L’interpellé bondit sur ses pieds. « J’admirais l’arrangement de vos plantes. Joli jardin suspendu, monsieur.
— L’est à ma femme, dit l’homme. Elle arrête pas de s’occuper d’ses herbes. Faut toujours qu’elles soyent comme ci et pas comme ça. »
L’homme était-il un menteur ? Non, jugea Mot-pour-mot. Il n’essayait pas de cacher le fait que les paniers formaient un sortilège et que les feuilles grimpantes s’entrelaçaient pour les raccorder les uns aux autres. Il l’ignorait, tout bonnement. Quelqu’un – sa femme, probablement, s’il s’agissait de son jardin – avait placé une protection sur la maison, et le mari n’en soupçonnait rien.
« Elles m’ont l’air très bien comme ça, dit Mot-pour-mot.

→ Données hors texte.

//! Scene catalog - the immutable story graph, loaded once at process start.

use serde::Deserialize;
use std::collections::{HashMap, HashSet};
use std::path::{Path, PathBuf};
use thiserror::Error;

use super::{Choice, Scene, SceneId};
use crate::effects::Effect;

/// Errors raised while building or loading a catalog.
#[derive(Debug, Error)]
pub enum CatalogError {
    #[error("failed to read catalog file {path}: {source}")]
    Read {
        path: PathBuf,
        #[source]
        source: std::io::Error,
    },

    #[error("failed to parse catalog: {0}")]
    Parse(#[from] toml::de::Error),

    #[error("entry scene '{0}' is not in the catalog")]
    MissingEntry(SceneId),

    #[error("scene '{0}' is defined more than once")]
    DuplicateScene(SceneId),

    #[error("scene id '{0}' is reserved for the fallback scene")]
    ReservedSceneId(SceneId),

    #[error("scene '{scene}' declares choice '{choice}' more than once")]
    DuplicateChoice { scene: SceneId, choice: String },

    #[error("choice '{choice}' in scene '{scene}' targets unknown scene '{target}'")]
    DanglingTarget {
        scene: SceneId,
        choice: String,
        target: SceneId,
    },
}

/// The story graph.
///
/// Lookups of unknown IDs never fail for consumers: [`SceneCatalog::scene_or_void`]
/// hands back the featureless void scene instead.
#[derive(Debug, Clone)]
pub struct SceneCatalog {
    entry: SceneId,
    scenes: Vec<Scene>,
    index: HashMap<SceneId, usize>,
    void: Scene,
}

impl SceneCatalog {
    /// Create an empty catalog whose adventure begins at `entry`.
    pub fn new(entry: impl Into<SceneId>) -> Self {
        Self {
            entry: entry.into(),
            scenes: Vec::new(),
            index: HashMap::new(),
            void: Scene::void(),
        }
    }

    /// Add a scene. Run [`SceneCatalog::validate`] once all scenes are in.
    pub fn with_scene(mut self, scene: Scene) -> Self {
        self.index.insert(scene.id.clone(), self.scenes.len());
        self.scenes.push(scene);
        self
    }

    /// Parse and validate a catalog from a TOML document.
    pub fn from_toml_str(contents: &str) -> Result<Self, CatalogError> {
        let file: CatalogFile = toml::from_str(contents)?;
        let catalog = file.into_catalog();
        catalog.validate()?;
        Ok(catalog)
    }

    /// Read, parse and validate a catalog file.
    pub fn load(path: impl AsRef<Path>) -> Result<Self, CatalogError> {
        let path = path.as_ref();
        let contents = std::fs::read_to_string(path).map_err(|source| CatalogError::Read {
            path: path.to_path_buf(),
            source,
        })?;
        let catalog = Self::from_toml_str(&contents)?;
        tracing::info!(
            path = %path.display(),
            scenes = catalog.len(),
            entry = %catalog.entry,
            "loaded scene catalog"
        );
        Ok(catalog)
    }

    /// Check the graph invariants: the entry exists, IDs are unique, and
    /// every choice target resolves to a scene or the void.
    pub fn validate(&self) -> Result<(), CatalogError> {
        let mut seen = HashSet::new();
        for scene in &self.scenes {
            if scene.id.is_void() {
                return Err(CatalogError::ReservedSceneId(scene.id.clone()));
            }
            if !seen.insert(&scene.id) {
                return Err(CatalogError::DuplicateScene(scene.id.clone()));
            }
        }

        if !self.index.contains_key(&self.entry) {
            return Err(CatalogError::MissingEntry(self.entry.clone()));
        }

        for scene in &self.scenes {
            let mut choice_ids = HashSet::new();
            for (choice_id, choice) in &scene.choices {
                if !choice_ids.insert(choice_id.as_str()) {
                    return Err(CatalogError::DuplicateChoice {
                        scene: scene.id.clone(),
                        choice: choice_id.clone(),
                    });
                }
                if !choice.target.is_void() && !self.index.contains_key(&choice.target) {
                    return Err(CatalogError::DanglingTarget {
                        scene: scene.id.clone(),
                        choice: choice_id.clone(),
                        target: choice.target.clone(),
                    });
                }
            }
        }

        Ok(())
    }

    /// The scene every session starts in.
    pub fn entry(&self) -> &SceneId {
        &self.entry
    }

    /// Get a scene by ID.
    pub fn lookup(&self, id: &SceneId) -> Option<&Scene> {
        self.index.get(id).map(|&i| &self.scenes[i])
    }

    /// Get a scene by ID, falling back to the void for unknown IDs.
    pub fn scene_or_void(&self, id: &SceneId) -> &Scene {
        match self.lookup(id) {
            Some(scene) => scene,
            None => {
                if !id.is_void() {
                    tracing::warn!(scene = %id, "unknown scene, falling back to the void");
                }
                &self.void
            }
        }
    }

    /// All scenes in declaration order.
    pub fn scenes(&self) -> impl Iterator<Item = &Scene> {
        self.scenes.iter()
    }

    /// Get the number of scenes, not counting the void.
    pub fn len(&self) -> usize {
        self.scenes.len()
    }

    pub fn is_empty(&self) -> bool {
        self.scenes.is_empty()
    }
}

impl Default for SceneCatalog {
    fn default() -> Self {
        Self::builtin()
    }
}

/// On-disk catalog layout.
#[derive(Debug, Deserialize)]
struct CatalogFile {
    entry: String,
    #[serde(default)]
    scenes: Vec<SceneEntry>,
}

#[derive(Debug, Deserialize)]
struct SceneEntry {
    id: String,
    title: String,
    description: String,
    #[serde(default)]
    choices: Vec<ChoiceEntry>,
}

#[derive(Debug, Deserialize)]
struct ChoiceEntry {
    id: String,
    description: String,
    target: String,
    /// Kept untyped so unrecognised effect kinds can be dropped one by one.
    #[serde(default)]
    effects: Vec<toml::Value>,
}

impl CatalogFile {
    fn into_catalog(self) -> SceneCatalog {
        self.scenes
            .into_iter()
            .fold(SceneCatalog::new(self.entry), |catalog, entry| {
                catalog.with_scene(entry.into_scene())
            })
    }
}

impl SceneEntry {
    fn into_scene(self) -> Scene {
        let scene_id = self.id;
        let choices = self
            .choices
            .into_iter()
            .map(|choice| {
                let effects = choice
                    .effects
                    .into_iter()
                    .filter_map(|raw| match raw.clone().try_into::<Effect>() {
                        Ok(effect) => Some(effect),
                        Err(e) => {
                            tracing::warn!(
                                scene = %scene_id,
                                choice = %choice.id,
                                effect = %raw,
                                error = %e,
                                "ignoring unrecognised effect"
                            );
                            None
                        }
                    })
                    .collect();
                let mut parsed = Choice::new(choice.description, choice.target.as_str());
                parsed.effects = effects;
                (choice.id, parsed)
            })
            .collect();

        Scene {
            id: SceneId::new(scene_id),
            title: self.title,
            description: self.description,
            choices,
        }
    }
}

— Je m’demandais comment on pouvait arriver jusqu’icitte sans qu’j’entende le chariot ou l’cheval. Mais suffit d’vous regarder pour deviner que vous êtes venu à pied.
— Effectivement, monsieur, dit Mot-pour-mot.

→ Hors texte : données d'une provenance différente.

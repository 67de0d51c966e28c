//! Narration - renders scenes, transitions and the journal as speakable text.

use adventure_rules::{Scene, SceneCatalog, SessionState};
use chrono::{DateTime, SecondsFormat, Utc};

use crate::config::EngineConfig;

/// Formats engine output for the speech stage.
#[derive(Debug, Clone, Default)]
pub struct Narrator {
    config: EngineConfig,
}

impl Narrator {
    /// Create a narrator with the given configuration.
    pub fn new(config: EngineConfig) -> Self {
        Self { config }
    }

    pub fn config(&self) -> &EngineConfig {
        &self.config
    }

    /// Render a scene: its description, one line per choice in declared
    /// order, then the prompt cue. The title is not spoken.
    pub fn render_scene(&self, scene: &Scene) -> String {
        let mut text = String::new();
        text.push_str(&scene.description);
        text.push_str("\n\n");

        if scene.is_dead_end() {
            text.push_str("There is nothing to do here but restart the adventure.\n\n");
        } else {
            text.push_str("Your options:\n");
            for (i, (id, choice)) in scene.choices.iter().enumerate() {
                text.push_str(&format!("{}. {} (say: {})\n", i + 1, choice.description, id));
            }
            text.push('\n');
        }

        text.push_str(&self.config.prompt_cue);
        text
    }

    /// Render the scene the session currently stands in, or the void.
    pub fn render_current(&self, catalog: &SceneCatalog, state: &SessionState) -> String {
        self.render_scene(catalog.scene_or_void(state.current_scene()))
    }

    /// One-line acknowledgment of a taken choice.
    pub fn render_transition_note(&self, from: &Scene, action: &str, to: &Scene) -> String {
        if from.id == to.id {
            format!("You chose '{}' and remain in {}.", action, to.title)
        } else {
            format!(
                "You chose '{}' and move from {} to {}.",
                action, from.title, to.title
            )
        }
    }

    /// Render the journal, inventory and the most recent history entries.
    pub fn render_journal(&self, state: &SessionState) -> String {
        let mut text = String::new();

        text.push_str(&format!(
            "Session {}, started {}.\n",
            state.session_id(),
            format_timestamp(state.started_at())
        ));
        if let Some(name) = state.player_name() {
            text.push_str(&format!("Player: {}\n", name));
        }

        if state.journal().is_empty() {
            text.push_str("Journal: empty.\n");
        } else {
            text.push_str("Journal:\n");
            for entry in state.journal() {
                text.push_str(&format!("- {}\n", entry));
            }
        }

        if state.inventory().is_empty() {
            text.push_str("Inventory: none.\n");
        } else {
            text.push_str(&format!("Inventory: {}\n", state.inventory().join(", ")));
        }

        if state.history().is_empty() {
            text.push_str("Recent history: none yet.");
        } else {
            text.push_str("Recent history:");
            for record in state.recent_history(self.config.history_window) {
                text.push_str(&format!(
                    "\n{} | from {} -> {} via {}",
                    format_timestamp(record.timestamp),
                    record.from,
                    record.to,
                    record.action
                ));
            }
        }

        text
    }

    /// Append the prompt cue unless `text` already ends with it.
    pub fn ensure_cue(&self, text: String) -> String {
        if text.ends_with(&self.config.prompt_cue) {
            text
        } else {
            format!("{}\n\n{}", text.trim_end(), self.config.prompt_cue)
        }
    }
}

/// RFC 3339 timestamp with second precision.
pub fn format_timestamp(timestamp: DateTime<Utc>) -> String {
    timestamp.to_rfc3339_opts(SecondsFormat::Secs, true)
}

— Et vot’ sac me paraît guère plein pour que vous ayez, beaucoup d’articles à troquer.
— Je ne troque pas des objets, monsieur, dit Mot-pour-mot.
— Quoi donc, alors ? Qu’esse qu’on peut troquer d’autre que des objets ?
— Le travail, déjà, dit Mot-pour-mot. Je travaille en échange du gîte et du couvert.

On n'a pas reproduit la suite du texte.